Makes the skilk to, Turpin thinks, but
doesn’t voice…
Mooshie
motions to one of the waiters and picks up his drink.
“Rats, Mr. Arbatax… George Henry Mushnovarian, Counselor.”
He extends a hand, then glances towards the snaker. “And…”
“This here is Timur Turpin, off the Aegelweiss. Works
for me…”
“I’ve heard of that case, terrible what the Regency does here,”
the lawyer shakes his head – he shares some rodentine
characteristics with Rats, but not all… more of a larger, slower fellow. Woodchuck, hedgehog, maybe a bit of badger
Turpin guesses as he shakes the attorney’s hand, after which Mooshie leads his visitors to a table.

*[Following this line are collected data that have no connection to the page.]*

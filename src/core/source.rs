//! Upstream journal capability and pagination.

use super::error::AdapterError;
use super::journal::{AccountId, Division, LedgerRecord};
use async_trait::async_trait;
use futures::stream::{self, BoxStream, StreamExt, TryStreamExt};
use tracing::debug;

/// One page of journal entries plus the page count the upstream reported.
#[derive(Debug, Clone, Default)]
pub struct JournalPage {
    pub records: Vec<LedgerRecord>,
    pub total_pages: u32,
}

/// Anything that can list wallet divisions and serve their journal page by page.
#[async_trait]
pub trait JournalSource: Send + Sync {
    fn account(&self) -> AccountId;

    async fn divisions(&self) -> Result<Vec<Division>, AdapterError>;

    /// Fetches one 1-based page of a division journal.
    async fn journal_page(
        &self,
        division: &Division,
        page: u32,
    ) -> Result<JournalPage, AdapterError>;
}

struct PageCursor {
    next: u32,
    total: Option<u32>,
}

/// Lazy stream over every record of a division journal.
///
/// Pages are requested one after another; the page count is learned from page 1.
/// The stream ends after the first error, which carries the failing page. Calling
/// this again starts over from page 1.
pub fn journal<'a>(
    source: &'a dyn JournalSource,
    division: &'a Division,
) -> BoxStream<'a, Result<LedgerRecord, AdapterError>> {
    let pages = stream::try_unfold(
        PageCursor {
            next: 1,
            total: None,
        },
        move |mut cursor| async move {
            if cursor.total.is_some_and(|total| cursor.next > total) {
                return Ok::<_, AdapterError>(None);
            }
            let page_no = cursor.next;
            let page = source
                .journal_page(division, page_no)
                .await
                .map_err(|e| e.in_division(division.id).on_page(page_no))?;
            let total = *cursor.total.get_or_insert(page.total_pages.max(1));
            debug!(
                account = %source.account(),
                division = division.id,
                page = page_no,
                total,
                records = page.records.len(),
                "Fetched journal page"
            );
            cursor.next += 1;
            Ok::<_, AdapterError>(Some((page.records, cursor)))
        },
    );

    pages
        .map_ok(|records| stream::iter(records.into_iter().map(Ok::<_, AdapterError>)))
        .try_flatten()
        .boxed()
}

/// Drains a division journal; any page failure fails the whole fetch.
pub async fn collect_journal(
    source: &dyn JournalSource,
    division: &Division,
) -> Result<Vec<LedgerRecord>, AdapterError> {
    journal(source, division).try_collect().await
}
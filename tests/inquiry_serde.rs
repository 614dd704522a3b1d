use grimoire::inquiry::{Inquiry, IntRange, SearchMethod};

#[test]
fn omitted_fields_read_as_dont_care() {
    let inquiry: Inquiry = serde_json::from_str(r#"{"search_method": "by_value"}"#).unwrap();
    assert_eq!(inquiry.search_method, Some(SearchMethod::ByValue));
    assert_eq!(inquiry.school, None);
    assert_eq!(inquiry.v, None);
    assert_eq!(inquiry.level, None);
    assert!(inquiry.reset, "reset defaults to true");
}

#[test]
fn ranges_are_written_as_pairs() {
    let inquiry: Inquiry = serde_json::from_str(
        r#"{"search_method": "by_value", "level": [3, 3], "cost": [0, 100]}"#,
    )
    .unwrap();
    assert_eq!(inquiry.level, Some(IntRange::new(3, 3)));
    assert_eq!(inquiry.cost, Some(IntRange::new(0, 100)));
}

#[test]
fn by_name_form_parses() {
    let inquiry: Inquiry = serde_json::from_str(
        r#"{"search_method": "by_name", "names": "Fireball, Shield", "reset": false}"#,
    )
    .unwrap();
    assert_eq!(inquiry.search_method, Some(SearchMethod::ByName));
    assert_eq!(inquiry.names.as_deref(), Some("Fireball, Shield"));
    assert!(!inquiry.reset);
}

#[test]
fn missing_discriminator_deserializes_but_is_flagged_later() {
    // Absence is representable; the filter rejects it at dispatch time.
    let inquiry: Inquiry = serde_json::from_str(r#"{"reset": true}"#).unwrap();
    assert_eq!(inquiry.search_method, None);
}

#[test]
fn unrecognized_discriminator_reads_as_absent() {
    // An unknown method must not fail deserialization at the boundary; it is
    // flagged at dispatch, same as a missing one.
    let inquiry: Inquiry = serde_json::from_str(r#"{"search_method": "by_magic"}"#).unwrap();
    assert_eq!(inquiry.search_method, None);

    let inquiry: Inquiry = serde_json::from_str(r#"{"search_method": 5}"#).unwrap();
    assert_eq!(inquiry.search_method, None);
}

#[test]
fn accept_vectors_parse_as_bool_arrays() {
    let inquiry: Inquiry = serde_json::from_str(
        r#"{"search_method": "by_value",
            "school": [false, true, false, false, false, false, false, false]}"#,
    )
    .unwrap();
    let school = inquiry.school.unwrap();
    assert_eq!(school.len(), 8);
    assert!(school[1]);
}
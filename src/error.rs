
use thiserror::Error;

#[derive(Error, Debug)]
pub enum GrimoireError {
    #[error("Config error: {0}")]
    Config(String),
    #[error("Load error: {0}")]
    Load(String),
    #[error("Malformed inquiry: {0}")]
    MalformedInquiry(String),
    #[error("Internal invariant violated: {0}")]
    Invariant(String),
}

pub type Result<T> = std::result::Result<T, GrimoireError>;

// Helper conversions
impl From<serde_json::Error> for GrimoireError {
    fn from(e: serde_json::Error) -> Self {
        Self::Load(e.to_string())
    }
}

impl From<std::io::Error> for GrimoireError {
    fn from(e: std::io::Error) -> Self {
        Self::Load(e.to_string())
    }
}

“I hope the both of you are free to join me for dinner. Business always goes better when transacted
among friends over a calming adult beverage and a proportionate meal, faq?”
“Aay!”
Rats agrees; Turpin
intercepting a glance that passes between him and “their” attorney…
“While we are awaiting service,” Mooshie
proposes, softly, “I would like to discuss matters with Mr. Arbatax
in confidence. I'm sure you understand.”
“I owe my life to these gentlemen,” the meth king answers,
stubbornly. “I have nothing to conceal
from then; however,” and his voice drops half an octave, “…anything that you
desire, if I can help you, I shall!”
“Admirable, Mr. Arbatax.
But those things of which one has no knowledge cannot be used against him,
correct? So if you will just let me hold your unilators
for the time being…” he adds, extending a hand to Rats, another to Turpin,
“I've taken the liberty of ordering drinks.
A fine khegma… imported,” he adds, “Denebian.”
And as if summoned from one of the lamps upon their table, the
Yan Tao waiter places cocktails before the newcomers…
“Sure, Mooshie, we'll wait…” Rats
answers and picks up the snifter with both hands,
“Anything!” Arbatax concurs.
Turpin follows Rateyes' example in
removing and handing over his unilator, and the
lawyer-client conversation transpires in a wave of clicks and cheeps and
gibberish that the snaker tries to pay attention to
but finds impossible – possibly owing to the effects of the very, very good khegma. Rateyes stretches
back… lolling in his seat, eyes rolling, dozing. A high, snickering snore breaks his lips and
the attorney shoots Turp a rueful smile… one that he
doesn’t require a unilator to understand…
“We’ve all been working hard,” he explains.